Attending the opening ceremony were representatives from Sandwell Council, the NHS and other partners, who took a tour of the new facilities and unveiled a tree planted to mark the official opening of the centre.
At the request of the ICB, the centre was named after Richard Nugent. Richard served as non-executive director of Sandwell and West Birmingham Clinical Commissioning Group until 2018 and was previously chair of the former Sandwell Primary Care Trust, working in the healthcare profession for 35 years. Richard’s son, Mark Nugent, and daughter, Rhiannon Roche, both attended the opening ceremony, saying:
“Dad would have been honoured by the naming of this centre.

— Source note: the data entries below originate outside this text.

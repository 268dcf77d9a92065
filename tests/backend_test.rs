use axum::http::StatusCode;
use axum_test::TestServer;
use instaiq::backend::search::FlowConfig;
use instaiq::backend::{build_router, BackendConfig, BackendState};
use serde_json::{json, Value};
use wiremock::matchers::{body_json, body_partial_json, header, method, path, query_param};
use wiremock::{Mock, MockServer, ResponseTemplate};

const KEYSPACE_PATH: &str = "/api/json/v1/default_keyspace";
const PROFILE_POSTS_QUERY_HASH: &str = "003056d32c2554def87228bc3fd9668a";

fn backend_config(services: &MockServer) -> BackendConfig {
    BackendConfig {
        instagram_base_url: services.uri(),
        astra_endpoint: Some(services.uri()),
        astra_token: Some("astra-token".to_string()),
        collection_name: Some("posts".to_string()),
        keyspace: "default_keyspace".to_string(),
        flow: FlowConfig {
            base_api_url: Some(services.uri()),
            langflow_id: Some("flow-1".to_string()),
            endpoint: Some("insta".to_string()),
            token: Some("astra-token".to_string()),
        },
    }
}

fn test_server(config: BackendConfig) -> TestServer {
    TestServer::new(build_router(BackendState::new(config))).unwrap()
}

/// One page of timeline media holding posts `ids`, out of `total`.
fn media_page(ids: std::ops::Range<usize>, total: usize, next: Option<&str>) -> Value {
    let edges: Vec<Value> = ids
        .map(|i| {
            json!({
                "node": {
                    "id": format!("{}", 1000 + i),
                    "is_video": i % 2 == 0,
                    "taken_at_timestamp": 1_700_000_000 + i as i64,
                    "edge_liked_by": {"count": 10 * i},
                    "edge_media_to_comment": {"count": i}
                }
            })
        })
        .collect();
    json!({
        "count": total,
        "page_info": {"has_next_page": next.is_some(), "end_cursor": next},
        "edges": edges
    })
}

fn profile_body(media: Value) -> Value {
    json!({
        "data": {
            "user": {
                "id": "787132",
                "username": "natgeo",
                "edge_owner_to_timeline_media": media
            }
        }
    })
}

async fn mount_profile_media(services: &MockServer, username: &str, media: Value) {
    Mock::given(method("GET"))
        .and(path("/api/v1/users/web_profile_info/"))
        .and(query_param("username", username))
        .and(header("x-ig-app-id", "936619743392459"))
        .respond_with(ResponseTemplate::new(200).set_body_json(profile_body(media)))
        .mount(services)
        .await;
}

async fn mount_profile(services: &MockServer, username: &str, posts: usize) {
    mount_profile_media(services, username, media_page(0..posts, posts, None)).await;
}

async fn mount_collections(services: &MockServer, existing: &[&str]) {
    Mock::given(method("POST"))
        .and(path(KEYSPACE_PATH))
        .and(header("Token", "astra-token"))
        .and(body_json(json!({"findCollections": {}})))
        .respond_with(ResponseTemplate::new(200).set_body_json(json!({"status": {"collections": existing}})))
        .mount(services)
        .await;
}

#[tokio::test]
async fn test_process_data_requires_id() {
    let services = MockServer::start().await;
    let server = test_server(backend_config(&services));

    let response = server.post("/process_data").json(&json!({})).await;
    response.assert_status(StatusCode::BAD_REQUEST);
    response.assert_json(&json!({"error": "Instagram ID is required."}));

    let response = server
        .post("/process_data")
        .json(&json!({"instagram_id": ""}))
        .await;
    response.assert_status(StatusCode::BAD_REQUEST);
}

#[tokio::test]
async fn test_process_data_requires_collection_name() {
    let services = MockServer::start().await;
    let mut config = backend_config(&services);
    config.collection_name = None;
    let server = test_server(config);

    let response = server
        .post("/process_data")
        .json(&json!({"instagram_id": "natgeo"}))
        .await;
    response.assert_status(StatusCode::BAD_REQUEST);
    response.assert_json(&json!({"error": "ASTRA_DB_COLLECTION_NAME environment variable is not set."}));
}

#[tokio::test]
async fn test_process_data_requires_store_credentials() {
    let services = MockServer::start().await;
    let mut config = backend_config(&services);
    config.astra_token = None;
    let server = test_server(config);

    let response = server
        .post("/process_data")
        .json(&json!({"instagram_id": "natgeo"}))
        .await;
    response.assert_status(StatusCode::BAD_REQUEST);
    let body: Value = response.json();
    assert!(body["error"].as_str().unwrap().contains("ASTRA_DB_API_ENDPOINT"));
}

#[test_log::test(tokio::test)]
async fn test_process_data_creates_collection_and_uploads() {
    let services = MockServer::start().await;
    mount_profile(&services, "natgeo", 2).await;
    mount_collections(&services, &[]).await;
    Mock::given(method("POST"))
        .and(path(KEYSPACE_PATH))
        .and(body_json(json!({
            "createCollection": {"name": "posts", "options": {"vector": {"metric": "cosine"}}}
        })))
        .respond_with(ResponseTemplate::new(200).set_body_json(json!({"status": {"ok": 1}})))
        .expect(1)
        .mount(&services)
        .await;
    Mock::given(method("POST"))
        .and(path(format!("{}/posts", KEYSPACE_PATH)))
        .and(body_partial_json(json!({
            "insertMany": {"documents": [
                {"post_id": "1000", "post_type": "reels", "username": "natgeo", "metadata": {"post_type": "reels", "username": "natgeo"}},
                {"post_id": "1001", "post_type": "static_image", "likes": 10, "comments": 1}
            ]}
        })))
        .respond_with(ResponseTemplate::new(200).set_body_json(json!({"status": {"insertedIds": ["a", "b"]}})))
        .expect(1)
        .mount(&services)
        .await;

    let server = test_server(backend_config(&services));
    let response = server
        .post("/process_data")
        .json(&json!({"instagram_id": "natgeo"}))
        .await;

    response.assert_status_ok();
    response.assert_json(&json!({
        "message": "Data processed successfully for Instagram ID natgeo.",
        "posts_fetched": 2,
        "posts_total": 2
    }));
}

#[test_log::test(tokio::test)]
async fn test_process_data_follows_next_page() {
    let services = MockServer::start().await;
    mount_profile_media(&services, "natgeo", media_page(0..2, 3, Some("QVFD"))).await;
    mount_collections(&services, &["posts"]).await;
    Mock::given(method("GET"))
        .and(path("/graphql/query/"))
        .and(query_param("query_hash", PROFILE_POSTS_QUERY_HASH))
        .and(query_param("variables", r#"{"id":"787132","first":50,"after":"QVFD"}"#))
        .respond_with(ResponseTemplate::new(200).set_body_json(json!({
            "data": {"user": {"edge_owner_to_timeline_media": media_page(2..3, 3, None)}}
        })))
        .expect(1)
        .mount(&services)
        .await;
    Mock::given(method("POST"))
        .and(path(format!("{}/posts", KEYSPACE_PATH)))
        .and(body_partial_json(json!({
            "insertMany": {"documents": [
                {"post_id": "1000"},
                {"post_id": "1001"},
                {"post_id": "1002", "likes": 20, "comments": 2}
            ]}
        })))
        .respond_with(ResponseTemplate::new(200).set_body_json(json!({"status": {"insertedIds": ["a", "b", "c"]}})))
        .expect(1)
        .mount(&services)
        .await;

    let server = test_server(backend_config(&services));
    let response = server
        .post("/process_data")
        .json(&json!({"instagram_id": "natgeo"}))
        .await;

    response.assert_status_ok();
    response.assert_json(&json!({
        "message": "Data processed successfully for Instagram ID natgeo.",
        "posts_fetched": 3,
        "posts_total": 3
    }));
}

#[tokio::test]
async fn test_process_data_reports_partial_fetch() {
    let services = MockServer::start().await;
    mount_profile_media(&services, "natgeo", media_page(0..2, 40, Some("QVFD"))).await;
    mount_collections(&services, &["posts"]).await;
    Mock::given(method("GET"))
        .and(path("/graphql/query/"))
        .respond_with(ResponseTemplate::new(401))
        .expect(1)
        .mount(&services)
        .await;
    Mock::given(method("POST"))
        .and(path(format!("{}/posts", KEYSPACE_PATH)))
        .respond_with(ResponseTemplate::new(200).set_body_json(json!({"status": {"insertedIds": ["a", "b"]}})))
        .expect(1)
        .mount(&services)
        .await;

    let server = test_server(backend_config(&services));
    let response = server
        .post("/process_data")
        .json(&json!({"instagram_id": "natgeo"}))
        .await;

    response.assert_status_ok();
    let body: Value = response.json();
    assert_eq!(body["posts_fetched"], 2);
    assert_eq!(body["posts_total"], 40);
}

#[tokio::test]
async fn test_process_data_uploads_in_chunks_of_fifty() {
    let services = MockServer::start().await;
    mount_profile(&services, "natgeo", 60).await;
    mount_collections(&services, &["posts"]).await;
    Mock::given(method("POST"))
        .and(path(KEYSPACE_PATH))
        .and(body_partial_json(json!({"createCollection": {"name": "posts"}})))
        .respond_with(ResponseTemplate::new(200).set_body_json(json!({"status": {"ok": 1}})))
        .expect(0)
        .mount(&services)
        .await;
    Mock::given(method("POST"))
        .and(path(format!("{}/posts", KEYSPACE_PATH)))
        .respond_with(ResponseTemplate::new(200).set_body_json(json!({"status": {"insertedIds": []}})))
        .expect(2)
        .mount(&services)
        .await;

    let server = test_server(backend_config(&services));
    server
        .post("/process_data")
        .json(&json!({"instagram_id": "natgeo"}))
        .await
        .assert_status_ok();
}

#[tokio::test]
async fn test_process_data_unknown_profile() {
    let services = MockServer::start().await;
    mount_collections(&services, &["posts"]).await;
    Mock::given(method("GET"))
        .and(path("/api/v1/users/web_profile_info/"))
        .respond_with(ResponseTemplate::new(404))
        .mount(&services)
        .await;

    let server = test_server(backend_config(&services));
    let response = server
        .post("/process_data")
        .json(&json!({"instagram_id": "ghost"}))
        .await;
    response.assert_status(StatusCode::BAD_REQUEST);
    response.assert_json(&json!({"error": "The profile 'ghost' does not exist."}));
}

#[tokio::test]
async fn test_process_query_requires_query() {
    let services = MockServer::start().await;
    let server = test_server(backend_config(&services));

    let response = server.post("/process_query").json(&json!({"query": ""})).await;
    response.assert_status(StatusCode::BAD_REQUEST);
    response.assert_json(&json!({"error": "Query string is required."}));
}

#[tokio::test]
async fn test_process_query_returns_flow_answer() {
    let services = MockServer::start().await;
    let flow_response = json!({
        "session_id": "s1",
        "outputs": [{"outputs": [{"results": {"message": {"data": {"text": "Your reels average 120 likes."}}}}]}]
    });
    Mock::given(method("POST"))
        .and(path("/lf/flow-1/api/v1/run/insta"))
        .and(header("authorization", "Bearer astra-token"))
        .and(body_json(json!({
            "input_value": "How do my reels do?",
            "output_type": "chat",
            "input_type": "chat"
        })))
        .respond_with(ResponseTemplate::new(200).set_body_json(flow_response.clone()))
        .expect(1)
        .mount(&services)
        .await;

    let server = test_server(backend_config(&services));
    let response = server
        .post("/process_query")
        .json(&json!({"query": "How do my reels do?"}))
        .await;

    response.assert_status_ok();
    response.assert_json(&json!({
        "response": flow_response,
        "message": "Your reels average 120 likes."
    }));
}

#[tokio::test]
async fn test_process_query_malformed_flow_response() {
    let services = MockServer::start().await;
    Mock::given(method("POST"))
        .and(path("/lf/flow-1/api/v1/run/insta"))
        .respond_with(ResponseTemplate::new(200).set_body_json(json!({"outputs": []})))
        .mount(&services)
        .await;

    let server = test_server(backend_config(&services));
    let response = server
        .post("/process_query")
        .json(&json!({"query": "anything"}))
        .await;
    response.assert_status(StatusCode::INTERNAL_SERVER_ERROR);
    response.assert_json(&json!({
        "error": "The response format is invalid or does not contain the expected 'message' field."
    }));
}

#[tokio::test]
async fn test_process_query_flow_failure() {
    let services = MockServer::start().await;
    Mock::given(method("POST"))
        .and(path("/lf/flow-1/api/v1/run/insta"))
        .respond_with(ResponseTemplate::new(503))
        .mount(&services)
        .await;

    let server = test_server(backend_config(&services));
    let response = server
        .post("/process_query")
        .json(&json!({"query": "anything"}))
        .await;
    response.assert_status(StatusCode::INTERNAL_SERVER_ERROR);
    let body: Value = response.json();
    assert!(body["error"]
        .as_str()
        .unwrap()
        .starts_with("An error occurred while performing the vector search"));
}

#[tokio::test]
async fn test_process_query_without_flow_config() {
    let services = MockServer::start().await;
    let mut config = backend_config(&services);
    config.flow = FlowConfig::default();
    let server = test_server(config);

    let response = server
        .post("/process_query")
        .json(&json!({"query": "anything"}))
        .await;
    response.assert_status(StatusCode::INTERNAL_SERVER_ERROR);
}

“The project was important to him and echoes his firm belief that health outcomes are improved by community access to better local facilities.”
The centre is also home to members of Sandwell and West Birmingham NHS Trust’s District Nurse Service, providing them with two new podiatry rooms and four consulting/treatment rooms. Deputy Chief Executive Officer for Sandwell and West Birmingham NHS Trust, Daren Fradgley, added:
“We are pleased to be providing much-needed services in the heart of the Wednesbury community in a modern healthcare facility where we have a number of services based including one of our District Nursing teams.
“The Foot Health Team are now operating daily from this easily accessible venue, with regular clinics by the Community Heart Failure Nurses, and the Anticoagulant Service which cares for patients who take blood thinning drugs, all which were previously based at the nearby Mesty Croft Clinic.”
Construction of the health centre and the new council homes was carried out by Interclass Plc.